The setting is the shore of the Caspian sea where three couples, their three children and the unmarried Elly and her blind date, the recently divorced Ahmad, have travelled for a carefree weekend. As the group arrives laughing and singing, in their BMW, we know this bunch is having far too much fun.

Sepideh (Golshifteh Farahani) has invited Elly, who is their child’s school teacher. This innocent match making must be covered up with a lie early in the story; the group explains to the woman renting out the beach cottage that Elly and Ahmad are actually newlyweds. As it turns out, their reservation has been lost and group ends up in a dirty, collapsing ruin of a house on the beach. The descent has begun, as the noise of the crashing of the Caspian waves relentlessly creeps through the broken windows.

This film is compared to Michelangelo Antonioni’s “L’Avventura,” which also involves a woman’s disappearance that leads to guilty skullduggery. Perhaps a better reference would be a story with the tone of Peter Weir’s “Picnic at Hanging Rock” and the introduction of Eli Roth’s “Cabin Fever.” The problem is that the Eli Roth intro is much too long and Peter Weir backstretch is much too short. Plus, the film, overall, lacks the percussive, threatening soundtrack that is a big part in making “Picnic” the terrifying ordeal it is.

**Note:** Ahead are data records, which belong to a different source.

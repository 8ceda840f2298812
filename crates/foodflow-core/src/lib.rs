//! FoodFlow Core - bounded-concurrency sync and embedding engine.
//!
//! This crate drives the two bulk operations of the FoodFlow inventory:
//!
//! - **Sync**: import selected remote-only products into the local store,
//!   one request per product, with [`SyncService`]
//! - **Embedding**: generate embeddings for selected local products, in
//!   batches, with [`EmbeddingService`]
//!
//! Both are built on the same pieces:
//!
//! - **Worker pool**: [`run_bounded`] keeps at most N operations in flight and
//!   returns outcomes in input order
//! - **Batching**: [`chunk`] partitions keys into ordered groups
//! - **Progress**: [`ProgressTracker`] counters a UI can poll, plus the
//!   [`ProgressReporter`] trait for decoupled logging
//! - **Traits**: [`ProductImporter`] and [`EmbeddingBackend`] abstract the
//!   network so runs can be tested with mocks
//!
//! # Example
//!
//! ```ignore
//! use foodflow_core::{EmbeddingService, ProgressTracker, SyncService, TracingReporter};
//!
//! let tracker = ProgressTracker::new();
//!
//! let sync = SyncService::new(client.clone());
//! let summary = sync
//!     .sync_selected(&mut products, &mut selection, &tracker, &TracingReporter)
//!     .await?;
//!
//! let embed = EmbeddingService::new(client);
//! let summary = embed
//!     .embed_selected(&mut products, &selection, &tracker, &TracingReporter)
//!     .await?;
//! ```

pub mod batch;
pub mod collection;
pub mod config;
pub mod embed;
pub mod error;
pub mod models;
pub mod pool;
pub mod progress;
pub mod sync;
pub mod traits;

// Batching and the worker pool
pub use batch::chunk;
pub use pool::{Outcome, run_bounded, run_bounded_with};

// Configuration
pub use config::{AppConfig, BackendConfig, SyncConfig, default_config_path, load_config};

// Error handling
pub use error::AppError;

// Domain models
pub use collection::{MergeOutcome, ProductCollection, Selection};
pub use models::{BatchEmbeddingResult, EmbeddedProduct, Product, ProductEmbeddings};

// Progress tracking and reporting
pub use progress::{
    ActiveRun, ProgressReporter, ProgressState, ProgressTracker, RunEvent, RunKind,
    SilentReporter, TracingReporter,
};

// Traits for dependency injection
pub use traits::{EmbeddingBackend, ProductImporter};

// Services (generic over trait implementations)
pub use embed::{EmbedOptions, EmbedRun, EmbedSummary, EmbeddingService, embed_keys};
pub use sync::{SyncService, SyncSummary};
use std::path::PathBuf;
use std::sync::Arc;

use axum::{
    Json, Router,
    extract::State,
    routing::post,
};
use tokio::sync::Mutex;
use tower_http::{
    cors::{Any, CorsLayer},
    services::ServeDir,
};

use crate::log;
use crate::messages::{MoveRequest, MoveResponse, NewGameRequest, NewGameResponse};
use crate::server_config::ServerConfig;
use crate::session::{BotDifficulty, GameSession, GameStatus, Mode};

#[derive(Clone)]
pub struct WebServerState {
    pub session: Arc<Mutex<GameSession>>,
}

pub async fn run_web_server(config: ServerConfig) {
    let state = WebServerState {
        session: Arc::new(Mutex::new(GameSession::new(
            Mode::default(),
            BotDifficulty::default(),
        ))),
    };

    let cors = CorsLayer::new()
        .allow_origin(Any)
        .allow_methods(Any)
        .allow_headers(Any);

    let app = Router::new()
        .route("/new_game", post(new_game_handler))
        .route("/move", post(move_handler))
        .fallback_service(ServeDir::new(PathBuf::from(&config.static_files_path)))
        .layer(cors)
        .with_state(state);

    log!("Web server listening on {}", config.listen_address);

    let listener = tokio::net::TcpListener::bind(&config.listen_address)
        .await
        .expect("Failed to bind web server address");

    axum::serve(listener, app)
        .with_graceful_shutdown(shutdown_signal())
        .await
        .expect("Web server error");

    log!("Server shut down gracefully");
}

async fn shutdown_signal() {
    tokio::signal::ctrl_c()
        .await
        .expect("Failed to listen for Ctrl+C");
    log!("Shutdown signal received");
}

async fn new_game_handler(
    State(state): State<WebServerState>,
    Json(request): Json<NewGameRequest>,
) -> Json<NewGameResponse> {
    log!(
        "New game: mode {:?}, difficulty {:?}",
        request.mode,
        request.difficulty
    );

    let mut session = state.session.lock().await;
    *session = GameSession::new(request.mode, request.difficulty);

    Json(NewGameResponse {
        status: "started",
        mode: request.mode,
        difficulty: request.difficulty,
    })
}

async fn move_handler(
    State(state): State<WebServerState>,
    Json(request): Json<MoveRequest>,
) -> Json<MoveResponse> {
    let mut session = state.session.lock().await;
    let response = session.apply_move(request.row, request.col);

    if response.status == "ok" {
        match session.status() {
            GameStatus::Won(mark) => log!("Game over: {:?} wins", mark),
            GameStatus::Drawn => log!("Game over: draw"),
            GameStatus::InProgress => {}
        }
    } else {
        log!(
            "Rejected move ({}, {}): {}",
            request.row,
            request.col,
            response.status
        );
    }

    Json(response)
}
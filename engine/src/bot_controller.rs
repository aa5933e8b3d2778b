use rand::prelude::IndexedRandom;

use crate::board::Board;
use crate::types::{Mark, Position};
use crate::win_detector::winning_line;

/// Strength tiers of the automated player.
#[derive(Clone, Copy, Debug, PartialEq, Eq)]
pub enum Difficulty {
    Random,
    Heuristic,
    Minimax,
}

/// Picks a move for `bot_mark`. Returns `None` only when the board has no
/// empty cell; callers are expected not to ask for a move in that state.
/// Speculative placements made during the search are always undone, so the
/// board is unchanged when this returns.
pub fn calculate_move(
    difficulty: Difficulty,
    board: &mut Board,
    bot_mark: Mark,
    opponent_mark: Mark,
) -> Option<Position> {
    match difficulty {
        Difficulty::Random => random_move(board),
        Difficulty::Heuristic => heuristic_move(board, bot_mark, opponent_mark),
        Difficulty::Minimax => minimax_move(board, bot_mark, opponent_mark),
    }
}

fn random_move(board: &Board) -> Option<Position> {
    board.available_moves().choose(&mut rand::rng()).copied()
}

/// One-ply lookahead: take an immediate win, otherwise block the opponent's
/// immediate win, otherwise play randomly. Deliberately blind to forks; the
/// weakness is what makes this the middle tier.
fn heuristic_move(board: &mut Board, bot_mark: Mark, opponent_mark: Mark) -> Option<Position> {
    if let Some(pos) = completing_move(board, bot_mark) {
        return Some(pos);
    }
    if let Some(pos) = completing_move(board, opponent_mark) {
        return Some(pos);
    }
    random_move(board)
}

/// First move in row-major order that would complete a line for `mark`.
fn completing_move(board: &mut Board, mark: Mark) -> Option<Position> {
    for pos in board.available_moves() {
        board.place(pos, mark);
        let wins = winning_line(board, mark).is_some();
        board.clear(pos);
        if wins {
            return Some(pos);
        }
    }
    None
}

/// Exhaustive minimax over the full game tree. No pruning and no caching;
/// the board is small enough that full enumeration is fine.
fn minimax_move(board: &mut Board, bot_mark: Mark, opponent_mark: Mark) -> Option<Position> {
    let mut best_move = None;
    let mut best_score = i32::MIN;

    for pos in board.available_moves() {
        board.place(pos, bot_mark);
        let score = minimax(board, 0, false, bot_mark, opponent_mark);
        board.clear(pos);

        // Strictly greater keeps the first-found move on ties.
        if score > best_score {
            best_score = score;
            best_move = Some(pos);
        }
    }

    best_move
}

fn minimax(
    board: &mut Board,
    depth: i32,
    is_maximizing: bool,
    bot_mark: Mark,
    opponent_mark: Mark,
) -> i32 {
    // Depth biases the engine toward the fastest win and the slowest loss.
    if winning_line(board, bot_mark).is_some() {
        return 10 - depth;
    }
    if winning_line(board, opponent_mark).is_some() {
        return depth - 10;
    }
    if board.is_full() {
        return 0;
    }

    if is_maximizing {
        let mut best_score = i32::MIN;
        for pos in board.available_moves() {
            board.place(pos, bot_mark);
            let score = minimax(board, depth + 1, false, bot_mark, opponent_mark);
            board.clear(pos);
            best_score = best_score.max(score);
        }
        best_score
    } else {
        let mut best_score = i32::MAX;
        for pos in board.available_moves() {
            board.place(pos, opponent_mark);
            let score = minimax(board, depth + 1, true, bot_mark, opponent_mark);
            board.clear(pos);
            best_score = best_score.min(score);
        }
        best_score
    }
}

Written and directed by Asghar Farhadi, this is his fourth film, following immediately on the heels of his smash success “A Separation.” Asghar Farhadi co-wrote the original story with Azad Jafarian. Farhadi won the Berlin Silver Bear for Best Director for the film. In place of a musical or percussive soundtrack, the waves of the Caspian form the background as the events unfold. The unceasing waves, contrasted with the playing children, form an eerie background to the dissemblance of the truth which takes over the hearts and souls of the seven adults accompanying Elly.

As the lies multiply and reverberate through the group, a final unfortunate victim arrives just in time to take part in the final horrific outcome of deceit. As Farhadi peels back the layers of subterfuge like Hitchcock, the story emerges like a skin eating fungus. When the police come to investigate, it turns out that nobody, not even Sepideh, knows Elly’s last name. Floating from scene to scene, she appears as much a nun in her habit, or a ghost, as a Muslim woman. Too much of her is covered, as if she is in another world. The decrepit beach house is her mausoleum and her hosts her mourners.

In the end, the only people telling the truth are the children and they know very little. In the closing scene of the film the BMW is trapped up to the wheel wells in the sand as the group frantically pushes and shoves and the tide of the Caspian slowly licks at the rear bumper.

This is a sincere film but, in the end, one that lacks the plot to fill the run time.